NTTコミュニケーションズ(NTT Com)は、量子コンピュータでも解読できない暗号通信の実証実験に成功した。プライバシーを保護したままデータを処理する「IOWN PETs」の技術要素である耐量子セキュアトランスポートとNTT Comの特許技術を活用したもの。

2030年代に実現されると見込まれる量子コンピュータでは、既存の暗号技術による通信を簡単に解読してしまう可能性が懸念されている。既存の暗号技術では主にRSAや楕円曲線暗号など、素因数分解の仕組みを利用しており、既存のコンピュータによる解読は困難だが、量子の重ね合わせの特性を利用した並列計算が可能な量子コンピュータでは、素因数分解を効率的に解くことが可能な「ショアのアルゴリズム」を利用することで簡単に解読されてしまうという。

量子コンピュータによる暗号解読を防ぐ仕組みは「耐量子セキュリティ」と呼ばれ、米国でもNISTによる標準規格化などの取り組みが進められている。

現在、量子コンピュータでも解読できない暗号としては「PQC(Post-Quantum Cryptography:耐量子計算機暗号)と、「QKD(Quantum Key Distribution:量子鍵配送)」がある。

PQCは、量子コンピューターでも解読できない数学問題を安全性の根拠とする公開鍵暗号技術。既存の暗号技術の延長線上にある技術だが、専用装置が不要で、ソフトウェアで実現可能。

QKDは、量子力学を使い、量子通信路で秘密鍵を共有する鍵配送技術。量子情報は測定すると状態が変化する性質があることから、盗聴検知が可能で、原理的に安全な鍵配送が可能になる。

今回の実証実験では、PQCアルゴリズムを利用した鍵交換機能を開発。IOWN PETsの技術要素である耐量子セキュアトランスポートの鍵交換機能をNTT Comのクラウドシステム上に設置し、クラウドシステム上からアプリケーションに対して暗号化用の鍵データを供給している。

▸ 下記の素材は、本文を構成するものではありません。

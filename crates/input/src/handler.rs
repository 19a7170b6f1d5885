//! DAS/ARR input handler for terminal environments.
//!
//! Held movement keys repeat after a DAS delay at the ARR interval; soft
//! drop repeats immediately at its own interval. Terminals that do not emit
//! key release events are handled by a timeout: a key that has not been
//! re-pressed within the timeout is treated as released.

use crossterm::event::KeyCode;

use arrayvec::ArrayVec;

use glassfall_types::{
    GameAction, DEFAULT_ARR_MS, DEFAULT_DAS_MS, SOFT_DROP_ARR_MS, SOFT_DROP_DAS_MS,
};

/// Direction for horizontal movement.
#[derive(Debug, Clone, Copy, PartialEq, Eq)]
pub enum HorizontalDirection {
    Left,
    Right,
    None,
}

/// Tracks held-key state and emits repeat actions once per frame.
#[derive(Debug, Clone)]
pub struct InputHandler {
    horizontal: HorizontalDirection,
    down_held: bool,
    last_key_time: std::time::Instant,
    horizontal_das_timer: u32,
    down_das_timer: u32,
    horizontal_arr_accumulator: u32,
    down_arr_accumulator: u32,
    das_delay: u32,
    arr_rate: u32,
    key_release_timeout_ms: u32,
}

// Without release events, a short timeout keeps a single tap from becoming a
// sustained hold that triggers DAS/ARR repeats.
const DEFAULT_KEY_RELEASE_TIMEOUT_MS: u32 = 150;

impl InputHandler {
    pub fn new() -> Self {
        Self::with_config(DEFAULT_DAS_MS, DEFAULT_ARR_MS)
    }

    pub fn with_config(das_delay: u32, arr_rate: u32) -> Self {
        Self {
            horizontal: HorizontalDirection::None,
            down_held: false,
            last_key_time: std::time::Instant::now(),
            horizontal_das_timer: 0,
            down_das_timer: 0,
            horizontal_arr_accumulator: 0,
            down_arr_accumulator: 0,
            das_delay,
            arr_rate,
            key_release_timeout_ms: DEFAULT_KEY_RELEASE_TIMEOUT_MS,
        }
    }

    pub fn with_key_release_timeout_ms(mut self, timeout_ms: u32) -> Self {
        self.key_release_timeout_ms = timeout_ms;
        self
    }

    pub fn key_release_timeout_ms(&self) -> u32 {
        self.key_release_timeout_ms
    }

    /// Register a key press. Returns the action for the initial press of a
    /// trackable movement key; repeats of an already-held key return None.
    ///
    /// Every key that maps to a movement action is tracked here, so callers
    /// can rely on a None for a movement key meaning "already held".
    pub fn handle_key_press(&mut self, code: KeyCode) -> Option<GameAction> {
        match code {
            KeyCode::Left
            | KeyCode::Char('a')
            | KeyCode::Char('A')
            | KeyCode::Char('h')
            | KeyCode::Char('H') => {
                self.last_key_time = std::time::Instant::now();
                if self.horizontal == HorizontalDirection::Left {
                    None
                } else {
                    self.horizontal = HorizontalDirection::Left;
                    self.horizontal_das_timer = 0;
                    self.horizontal_arr_accumulator = 0;
                    Some(GameAction::MoveLeft)
                }
            }
            KeyCode::Right
            | KeyCode::Char('d')
            | KeyCode::Char('D')
            | KeyCode::Char('l')
            | KeyCode::Char('L') => {
                self.last_key_time = std::time::Instant::now();
                if self.horizontal == HorizontalDirection::Right {
                    None
                } else {
                    self.horizontal = HorizontalDirection::Right;
                    self.horizontal_das_timer = 0;
                    self.horizontal_arr_accumulator = 0;
                    Some(GameAction::MoveRight)
                }
            }
            KeyCode::Down
            | KeyCode::Char('s')
            | KeyCode::Char('S')
            | KeyCode::Char('j')
            | KeyCode::Char('J') => {
                self.last_key_time = std::time::Instant::now();
                if self.down_held {
                    None
                } else {
                    self.down_held = true;
                    self.down_das_timer = 0;
                    self.down_arr_accumulator = 0;
                    Some(GameAction::SoftDrop)
                }
            }
            _ => None,
        }
    }

    /// Register a key release for terminals that do emit them.
    pub fn handle_key_release(&mut self, code: KeyCode) {
        match code {
            KeyCode::Left
            | KeyCode::Char('a')
            | KeyCode::Char('A')
            | KeyCode::Char('h')
            | KeyCode::Char('H') => {
                if self.horizontal == HorizontalDirection::Left {
                    self.horizontal = HorizontalDirection::None;
                    self.horizontal_das_timer = 0;
                    self.horizontal_arr_accumulator = 0;
                }
            }
            KeyCode::Right
            | KeyCode::Char('d')
            | KeyCode::Char('D')
            | KeyCode::Char('l')
            | KeyCode::Char('L') => {
                if self.horizontal == HorizontalDirection::Right {
                    self.horizontal = HorizontalDirection::None;
                    self.horizontal_das_timer = 0;
                    self.horizontal_arr_accumulator = 0;
                }
            }
            KeyCode::Down
            | KeyCode::Char('s')
            | KeyCode::Char('S')
            | KeyCode::Char('j')
            | KeyCode::Char('J') => {
                self.down_held = false;
                self.down_das_timer = 0;
                self.down_arr_accumulator = 0;
            }
            _ => {}
        }
    }

    /// Advance timers by `elapsed_ms` and collect repeat actions, in order.
    pub fn update(&mut self, elapsed_ms: u32) -> ArrayVec<GameAction, 32> {
        let mut actions = ArrayVec::<GameAction, 32>::new();

        // Auto-release when the terminal never sends release events.
        let time_since_last_key = self.last_key_time.elapsed().as_millis() as u32;
        if time_since_last_key > self.key_release_timeout_ms {
            if self.horizontal != HorizontalDirection::None {
                self.horizontal = HorizontalDirection::None;
                self.horizontal_das_timer = 0;
                self.horizontal_arr_accumulator = 0;
            }
            if self.down_held {
                self.down_held = false;
                self.down_das_timer = 0;
                self.down_arr_accumulator = 0;
            }
        }

        match self.horizontal {
            HorizontalDirection::Left | HorizontalDirection::Right => {
                let prev_das = self.horizontal_das_timer;
                self.horizontal_das_timer += elapsed_ms;

                if self.horizontal_das_timer >= self.das_delay {
                    let excess = if prev_das < self.das_delay {
                        self.horizontal_das_timer - self.das_delay
                    } else {
                        elapsed_ms
                    };
                    self.horizontal_arr_accumulator += excess;

                    while self.horizontal_arr_accumulator >= self.arr_rate {
                        match self.horizontal {
                            HorizontalDirection::Left => {
                                let _ = actions.try_push(GameAction::MoveLeft);
                            }
                            HorizontalDirection::Right => {
                                let _ = actions.try_push(GameAction::MoveRight);
                            }
                            HorizontalDirection::None => {}
                        }
                        self.horizontal_arr_accumulator -= self.arr_rate;
                    }
                }
            }
            HorizontalDirection::None => {
                self.horizontal_das_timer = 0;
                self.horizontal_arr_accumulator = 0;
            }
        }

        if self.down_held {
            let prev_das = self.down_das_timer;
            self.down_das_timer += elapsed_ms;

            if self.down_das_timer >= SOFT_DROP_DAS_MS {
                let excess = if prev_das < SOFT_DROP_DAS_MS {
                    self.down_das_timer - SOFT_DROP_DAS_MS
                } else {
                    elapsed_ms
                };
                self.down_arr_accumulator += excess;
                while self.down_arr_accumulator >= SOFT_DROP_ARR_MS {
                    let _ = actions.try_push(GameAction::SoftDrop);
                    self.down_arr_accumulator -= SOFT_DROP_ARR_MS;
                }
            }
        } else {
            self.down_das_timer = 0;
            self.down_arr_accumulator = 0;
        }

        actions
    }

    pub fn reset(&mut self) {
        self.horizontal = HorizontalDirection::None;
        self.down_held = false;
        self.last_key_time = std::time::Instant::now();
        self.horizontal_das_timer = 0;
        self.down_das_timer = 0;
        self.horizontal_arr_accumulator = 0;
        self.down_arr_accumulator = 0;
    }
}

impl Default for InputHandler {
    fn default() -> Self {
        Self::new()
    }
}

#[cfg(test)]
mod tests {
    use super::*;

    #[test]
    fn horizontal_repeats_start_after_das_delay() {
        let mut ih = InputHandler::with_config(100, 25);

        assert_eq!(
            ih.handle_key_press(KeyCode::Left),
            Some(GameAction::MoveLeft)
        );

        // Before DAS expires: no repeats.
        let actions = ih.update(99);
        assert!(actions.is_empty());

        // Exactly at DAS: still none (ARR accumulates from the excess).
        let actions = ih.update(1);
        assert!(actions.is_empty());

        // First ARR interval after DAS: one repeat.
        let actions = ih.update(25);
        assert_eq!(actions.as_slice(), &[GameAction::MoveLeft]);

        // Another ARR interval: one more.
        let actions = ih.update(25);
        assert_eq!(actions.as_slice(), &[GameAction::MoveLeft]);
    }

    #[test]
    fn opposite_press_retargets_repeats() {
        let mut ih = InputHandler::with_config(100, 25).with_key_release_timeout_ms(10_000);

        assert_eq!(
            ih.handle_key_press(KeyCode::Left),
            Some(GameAction::MoveLeft)
        );
        assert_eq!(
            ih.handle_key_press(KeyCode::Right),
            Some(GameAction::MoveRight)
        );

        let actions = ih.update(150);
        assert!(actions.iter().all(|&a| a == GameAction::MoveRight));
    }

    #[test]
    fn auto_release_after_timeout_without_release_events() {
        let mut ih = InputHandler::with_config(100, 25);
        ih.key_release_timeout_ms = 50;

        assert_eq!(
            ih.handle_key_press(KeyCode::Left),
            Some(GameAction::MoveLeft)
        );
        assert_eq!(ih.horizontal, HorizontalDirection::Left);

        // Simulate no release events by pushing the last key time into the past.
        ih.last_key_time = std::time::Instant::now() - std::time::Duration::from_millis(51);

        let actions = ih.update(0);
        assert!(actions.is_empty());
        assert_eq!(ih.horizontal, HorizontalDirection::None);
    }

    #[test]
    fn soft_drop_repeats_use_zero_das() {
        let mut ih = InputHandler::new().with_key_release_timeout_ms(10_000);

        assert_eq!(
            ih.handle_key_press(KeyCode::Down),
            Some(GameAction::SoftDrop)
        );

        // Before 50ms: no repeats.
        let actions = ih.update(49);
        assert!(actions.is_empty());

        // At 50ms: exactly one repeat.
        let actions = ih.update(1);
        assert_eq!(actions.as_slice(), &[GameAction::SoftDrop]);

        // Another 100ms: two repeats.
        let actions = ih.update(100);
        assert_eq!(
            actions.as_slice(),
            &[GameAction::SoftDrop, GameAction::SoftDrop]
        );
    }

    #[test]
    fn movement_key_aliases_are_tracked() {
        for (code, action) in [
            (KeyCode::Char('h'), GameAction::MoveLeft),
            (KeyCode::Char('l'), GameAction::MoveRight),
            (KeyCode::Char('j'), GameAction::SoftDrop),
        ] {
            let mut ih = InputHandler::new();
            assert_eq!(ih.handle_key_press(code), Some(action));
        }
    }

    #[test]
    fn release_event_stops_repeats() {
        let mut ih = InputHandler::with_config(100, 25).with_key_release_timeout_ms(10_000);

        ih.handle_key_press(KeyCode::Right);
        assert!(!ih.update(200).is_empty());

        ih.handle_key_release(KeyCode::Right);
        assert!(ih.update(200).is_empty());
    }

    #[test]
    fn default_key_release_timeout_is_non_zero() {
        let ih = InputHandler::new();
        assert!(ih.key_release_timeout_ms() > 0);
    }

    #[test]
    fn reset_clears_held_state() {
        let mut ih = InputHandler::with_config(100, 25).with_key_release_timeout_ms(10_000);

        assert_eq!(
            ih.handle_key_press(KeyCode::Left),
            Some(GameAction::MoveLeft)
        );
        assert!(!ih.update(200).is_empty(), "expected repeats before reset");

        ih.reset();
        assert!(ih.update(200).is_empty(), "reset should stop repeats");
    }
}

暗号化とは、情報を第三者が見ても分からない形に変換を行なうこと。暗号化するためには「暗号鍵」と呼ばれるアルゴリズムを使って情報を暗号化。暗号化されたものを読むためには「復号鍵」を使って暗号を解除して情報を読み取る。暗号化された情報は復号鍵がないと読むことができない。今回の実証では、暗号鍵と復号鍵を1つに統合した「共通鍵方式」を利用している。

暗号化技術には複数のPQCを利用しており、将来的にいずれかのPQCの解読方法が発見された場合でも、暗号方式を入れ替えることでセキュリティの安全性を担保する。また、複数のPQCで生成された共通鍵を合成することも可能。将来的にはQKDの利用も想定している。

さらに、NTT Com特許技術を活用し、鍵供給の際にも暗号を解読されないよう安全な供給を実現している。アプリケーションには、NTT Comのビデオ・音声通話などの開発ツール「SkyWay」を活用。これらの暗号技術を組み込んだWeb会議システムを構築することで、量子コンピューターにも解読出来ない安全な通信を実証した。

会場で行なわれたデモでは、スマートフォンを使って耐量子通信によるWeb会議を行なう様子を公開。視覚的に最も分かりやすい例として、共通鍵を双方が正常に提供されている状態と、共通鍵が無く正常な通信が行なえない状況をチャットで再現した。共通鍵が提供されている状況では、チャットが正常に行なえるが、共通鍵を持たない相手にチャットを送ってもテキストが文字化けを起こして正常に読み取ることは出来ない。動画や音声においても同様に情報を受け取ることができなくなる。

デモの様子。いずれも「テスト」と入力しているが、暗号鍵が供給されない状況では文字化けをおこしている

今後は、実用的な量子コンピューターが登場する2030年頃を目途に、PQCやQKDなど量子コンピューターにも解読出来ない暗号技術、IOWN技術、秘密計算のクラウドサービス「析秘(セキヒ)」などのサービスを組み合わせた、次世代暗号通信技術の商用化を目指す。また、Web会議アプリだけでなくさまざまなアプリと組み合わせることで実証の拡大を検討する。